# Hantavirus pulmonary syndrome

> Severe clinical form of hantavirus infection, mainly caused by American strains (Andes virus, Sin Nombre). Case fatality rate of 30 to 40 percent.

Canonical source: https://hantatracker.fr/en/glossary/hantavirus-pulmonary-syndrome/

**Aliases**: HPS, SPH, hantavirus pulmonary syndrome, pulmonary hantavirus syndrome

**Hantavirus pulmonary syndrome** (HPS, also SPH for the French *syndrome pulmonaire à hantavirus*) is the most severe clinical form of hantavirus infection. It is mainly caused by American strains: Andes virus in South America, Sin Nombre virus in North America. With a case fatality rate of 30 to 40 percent depending on the strain, it is one of the most lethal emerging viral infections in immunocompetent humans.

## Clinical presentation

### Prodromal phase

The first symptoms appear 7 to 42 days after exposure (on average 18 to 24 days for Andes virus). They resemble a severe influenza-like illness: high fever and chills, headache, intense myalgia, sometimes abdominal pain, nausea and vomiting. This phase lasts 3 to 5 days and remains non-specific, which complicates early diagnosis outside a known outbreak context.

### Pulmonary phase

Around day four or five, a dry cough sets in, followed by exertional dyspnoea, rapidly followed by dyspnoea at rest and hypoxaemia. The pulmonary phase corresponds to non-cardiogenic pulmonary oedema due to massive capillary leak: chest X-rays show interstitial then diffuse alveolar oedema. Deterioration to the critical phase occurs within 24 to 48 hours.

### Critical phase

Acute respiratory failure, cardiogenic shock from left ventricular failure, sometimes lethal arrhythmias. Patients who survive this phase enter an abrupt diuretic recovery phase and then a prolonged convalescence. No major pulmonary sequelae are generally observed in survivors.

## Epidemiology

### Origin of the disease

HPS was identified as a distinct clinical entity in May 1993 during a series of unusual cases in the Four Corners region, at the junction of Arizona, New Mexico, Colorado and Utah. The case fatality rate in this initial episode reached 50 percent. The causal agent, named Sin Nombre virus, was isolated shortly afterwards. This discovery marked the birth of modern surveillance of New World hantaviruses.
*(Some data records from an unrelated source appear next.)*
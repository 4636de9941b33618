use std::io::{self, Write};
use std::path::PathBuf;
use std::sync::Arc;

use anyhow::Context;
use brokerfeed_rs::browser::cdp::CdpDriver;
use brokerfeed_rs::browser::scripted::ScriptedDriver;
use brokerfeed_rs::browser::BrowserDriver;
use brokerfeed_rs::market_data::adapters::BrokerVariant;
use brokerfeed_rs::{telemetry, Acquisition, FeedConfig, MarketDataFacade, SessionLoop};
use clap::Parser;

#[derive(Debug, Parser)]
#[command(name = "brokerfeed", about = "Market data from a broker web app running in a debuggable browser")]
struct Cli {
    /// TOML config file; `brokerfeed.toml` in the working directory if present.
    #[arg(long)]
    config: Option<PathBuf>,
    #[arg(long)]
    broker: Option<BrokerVariant>,
    /// DevTools HTTP endpoint, e.g. http://localhost:9222
    #[arg(long)]
    endpoint: Option<String>,
    /// Never touch a browser; every answer comes from the degraded paths.
    #[arg(long)]
    offline: bool,
    #[arg(long, default_value_t = 9000)]
    metrics_port: u16,
}

fn print_acquisition(acq: &Acquisition, tail: usize) {
    let flag = if acq.is_synthetic() { "  (SYNTHETIC, do not trade on it)" } else { "" };
    println!("{} bars for {} from {}{}", acq.candles.len(), acq.instrument, acq.source, flag);
    let skip = acq.candles.len().saturating_sub(tail);
    for c in &acq.candles[skip..] {
        println!("  {}  o={:.5} h={:.5} l={:.5} c={:.5}", c.timestamp, c.open, c.high, c.low, c.close);
    }
}

fn print_help() {
    println!("Available commands:");
    println!("  price <asset>              - Current price");
    println!("  candles <asset> <minutes>  - Candles with their source");
    println!("  payout <asset>             - Payout percentage");
    println!("  switch <asset>             - Switch the chart");
    println!("  current                    - Instrument the chart shows");
    println!("  state                      - Connection state");
    println!("  discover                   - Pick an instrument by payout");
    println!("  reconnect                  - Force a reconnect");
    println!("  diag                       - Interceptor and cache counters");
    println!("  screenshot <path>          - Save a PNG of the broker tab");
    println!("  quit, q                    - Exit");
}

async fn run_command(facade: &MarketDataFacade, parts: &[&str]) -> anyhow::Result<()> {
    match parts {
        ["help" | "h"] => print_help(),
        ["price", asset] => match facade.get_current_price(asset).await? {
            Some(p) => println!("{asset}: {p}"),
            None => println!("{asset}: no price available"),
        },
        ["candles", asset, minutes] => {
            let minutes: f64 = minutes.parse().context("minutes must be a number")?;
            let acq = facade.acquire(asset, minutes).await?;
            print_acquisition(&acq, 5);
        }
        ["payout", asset] => println!("{asset}: {}%", facade.get_payout(asset).await?),
        ["switch", asset] => {
            let ok = facade.switch_instrument(asset).await?;
            println!("switch to {asset}: {}", if ok { "done" } else { "failed" });
        }
        ["current"] => match facade.get_current_instrument().await {
            Some(name) => println!("chart shows {name}"),
            None => println!("chart instrument unknown"),
        },
        ["state"] => println!("{}", facade.connection_state()),
        ["discover"] => println!("{}", serde_json::to_string_pretty(&facade.discover_assets().await)?),
        ["reconnect"] => {
            let started = facade.reconnect().await;
            println!("{}", if started { "reconnecting" } else { "reconnect already running or loop unavailable" });
        }
        ["diag"] => println!("{}", serde_json::to_string_pretty(&facade.diagnostics())?),
        ["screenshot", path] => match facade.screenshot().await {
            Some(png) => {
                std::fs::write(path, &png).with_context(|| format!("writing {path}"))?;
                println!("saved {} bytes to {path}", png.len());
            }
            None => println!("no screenshot, is a broker tab attached?"),
        },
        _ => println!("Unknown command. Type 'help' for options."),
    }
    Ok(())
}

#[tokio::main]
async fn main() -> anyhow::Result<()> {
    dotenvy::dotenv().ok(); // load .env
    let cli = Cli::parse();

    let mut cfg = FeedConfig::load(cli.config.as_deref())?;
    if let Some(broker) = cli.broker {
        cfg.broker = broker;
    }
    if let Some(endpoint) = cli.endpoint {
        cfg.endpoint = endpoint;
    }
    cfg.validate()?;

    telemetry::init_tracing(&cfg.log_level);
    telemetry::init_metrics(cli.metrics_port);

    let driver: Arc<dyn BrowserDriver> = if cli.offline {
        Arc::new(ScriptedDriver::unreachable())
    } else {
        Arc::new(CdpDriver::new(cfg.connect.call_timeout()))
    };
    println!("brokerfeed: {} via {}{}", cfg.broker, cfg.endpoint, if cli.offline { " (offline)" } else { "" });

    let session = SessionLoop::spawn(cfg, driver)?;
    let facade = session.facade();

    // CLI loop
    loop {
        print!("\nbrokerfeed> ");
        io::stdout().flush()?;

        let mut input = String::new();
        if io::stdin().read_line(&mut input)? == 0 {
            break;
        }
        let parts: Vec<&str> = input.split_whitespace().collect();
        if parts.is_empty() {
            continue;
        }
        if matches!(parts[..], ["quit" | "q" | "exit"]) {
            println!("Goodbye!");
            break;
        }
        if let Err(e) = run_command(&facade, &parts).await {
            println!("Error: {e:#}");
        }
    }

    drop(facade);
    session.join();
    Ok(())
}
### Annual cases in the United States

The CDC counts **890 cases** of HPS between 1993 and end of 2023, an average of **11 to 48 cases per year**. Cases are concentrated in the western half of the country, in line with the distribution of the rodent reservoir *Peromyscus maniculatus*. The average case fatality rate stands at **36 percent** over the entire surveillance period.

### Global distribution

HPS is mainly observed in the Americas, where New World hantaviruses circulate. In South America, Andes virus is the leading cause, with a case fatality rate reaching 40 percent. Other South American strains (Laguna Negra, Choclo) also cause HPS. Eurasian hantaviruses, in contrast, mainly cause haemorrhagic fever with renal syndrome, another clinical form.

## Diagnosis and management

### Biological confirmation

Diagnosis is based on PCR for viral RNA detection (early positivity, from the first days), complemented by serology for IgM then IgG. The typical laboratory picture combines marked thrombocytopenia (often below 100 G/L), haemoconcentration, leukocytosis and the presence of circulating immunoblasts — a highly suggestive combination in an outbreak context.

### Intensive care

Management is purely symptomatic. Key elements are: early transfer to intensive care, mechanical ventilation with a lung-protective strategy (low tidal volume, moderate PEEP), cautious titration of fluid resuscitation to avoid worsening oedema, haemodynamic support with noradrenaline. In the most severe forms with cardiogenic shock, veno-arterial extracorporeal membrane oxygenation (ECMO) can save patients who would otherwise die.

### No specific treatment

No antiviral has shown formal efficacy in HPS. Ribavirin, sometimes used for haemorrhagic fever with renal syndrome, has not shown clear benefit. No vaccine is internationally licensed against American strains. RNA vaccine candidates are under study but none have reached phase 3 clinical trials to date.

## Relevance for the MV Hondius

The patients identified on board the MV Hondius show a clinical picture compatible with HPS due to Andes virus: initial influenza-like illness, rapid progression to pulmonary involvement, respiratory distress requiring medical evacuation and, in three cases, death. The positive PCR of 3 May 2026 confirmed the aetiology. Identified passengers and contacts are under medical follow-up for 42 days after their last exposure, in line with the maximum known incubation period.